RE: [Release] Universal Scraper for Music Artists - deh2k7 - 2012-07-21

(2012-07-20, 22:55)olympia Wrote: Yeah, and DJ Keoki is 'Keoki', however 'The Pusscat Dolls' is 'The Pusscat Dolls'. This one is actually incorrectly named on MB.

So how does one deal with incorrect data on MB? Clearly, 'The Pussycat Dolls' and 'Pussycat Dolls' are the same band, and both come up with the same match. Same goes for Chili Peppers.

Keoki is officially known by 3 different variations of the same name, depending on the album he released. He is also known as Superstar DJ Keoki, and DJ Keoki.

Doing a simple search on 'keoki' on Amazon will clearly show this: Disco Death Race 2000 is by 'Superstar DJ Keoki' and Journeys is by 'DJ Keoki'. It's just another example of how using the match score on Musicbrainz will facilitate matching on less than 100% character-for-character matches. In all search cases, the best search result has Keoki at the top of the list, with a 100 score and with the next closest match a long way away.

You can choose to ignore this and choose not to incorporate these recommendations, as is your prerogative as the author of this great scraper, but it's just rude to meet constructive feedback with sarcasm and snarky remarks.


RE: [Release] Universal Scraper for Music Artists - olympia - 2012-07-21

I was pissed of by your orignal post of the problem, because you haven't done your homework (analysing the problem) and I gave a straight feedback to you on this. However I didn't really want to be sarcastic by saying "Search results loosened up".

...and yes, you were asking for looser search results. Any deviation from the original search string means loosening to me.

In any case, I solved your problem, no? Did you test with the updated scrapers? I know I am not the nicest guy you ever met, but you can't say I am not responsive to the problems...


RE: [Release] Universal Scraper for Music Artists - deh2k7 - 2012-07-23

(2012-07-21, 18:35)olympia Wrote: I was pissed of by your orignal post of the problem, because you haven't done your homework (analysing the problem) and I gave a straight feedback to you on this. However I didn't really want to be sarcastic by saying "Search results loosened up".

...and yes, you were asking for looser search results. Any deviation from the original search string means loosening to me.

In any case, I solved your problem, no? Did you test with the updated scrapers?
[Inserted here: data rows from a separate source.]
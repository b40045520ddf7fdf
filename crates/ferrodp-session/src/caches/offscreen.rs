use ferrodp_graphics::Surface;

use super::slots::SlotMap;

const OFFSCREEN_CACHE_ENTRIES: usize = 2000;

/// Offscreen surfaces created by the server; a MemBlt with cache id `0xFF`
/// sources from here instead of the bitmap cache.
#[derive(Debug)]
pub struct OffscreenCache {
    entries: SlotMap<Surface>,
}

impl Default for OffscreenCache {
    fn default() -> Self {
        Self::new()
    }
}

impl OffscreenCache {
    pub fn new() -> Self {
        Self {
            entries: SlotMap::new(OFFSCREEN_CACHE_ENTRIES),
        }
    }

    pub fn get(&self, index: u16) -> Option<&Surface> {
        self.entries.get(usize::from(index))
    }

    pub fn put(&mut self, index: u16, surface: Surface) -> bool {
        let stored = self.entries.put(usize::from(index), surface);
        if !stored {
            warn!(index, "invalid offscreen cache index");
        }
        stored
    }
}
I know I am not the nicest guy you ever met, but you can't say I am not responsive to the problems...

Olympia - you have always been responsive and helpful, so I appreciate that.

I did test with updated scrapers, and it seems like motley crue and ill nino are working, but MB does not have AM links, so I added those. Will retest when the changes apply to make sure everything comes through.

Still having problems with names like blink-182 and SR-71. Not able to get a match at all with SR-71 but blink works if i manually search with 'blink 182', even though both artists appear with the '-' on MB.


RE: [Release] Universal Scraper for Music Artists - olympia - 2012-07-23

I know, I am aware of this issue. The root cause is this:
http://search.musicbrainz.org/ws/2/artist/?fmt=xml&query=artist:blink-182
Seems to be an encoding issue on the MusicBrainz site.

FYI - allmusic links you add becomes effective immediatelly.


RE: [Release] Universal Scraper for Music Artists - deh2k7 - 2012-07-24

(2012-07-23, 20:24)olympia Wrote: I know, I am aware of this issue. The root cause is this:
http://search.musicbrainz.org/ws/2/artist/?fmt=xml&query=artist:blink-182
Seems to be an encoding issue on the MusicBrainz site.

FYI - allmusic links you add becomes effective immediatelly.

OK - gotcha on the artists with a hyphen in the name. I validated and verified both Motley Crue and Ill Nino (on all three sites), and a manual refresh in XBMC does not seem to get me all of the information, even though the allmusic links are active. My scraper settings are for Last.FM first, with an allmusic fallback. Both artists have bios on both sites, and only the bio seems to not be scraping. I am getting the allmusic info like genres and years active. I'm scratching my head on these two ones. Need a debug log?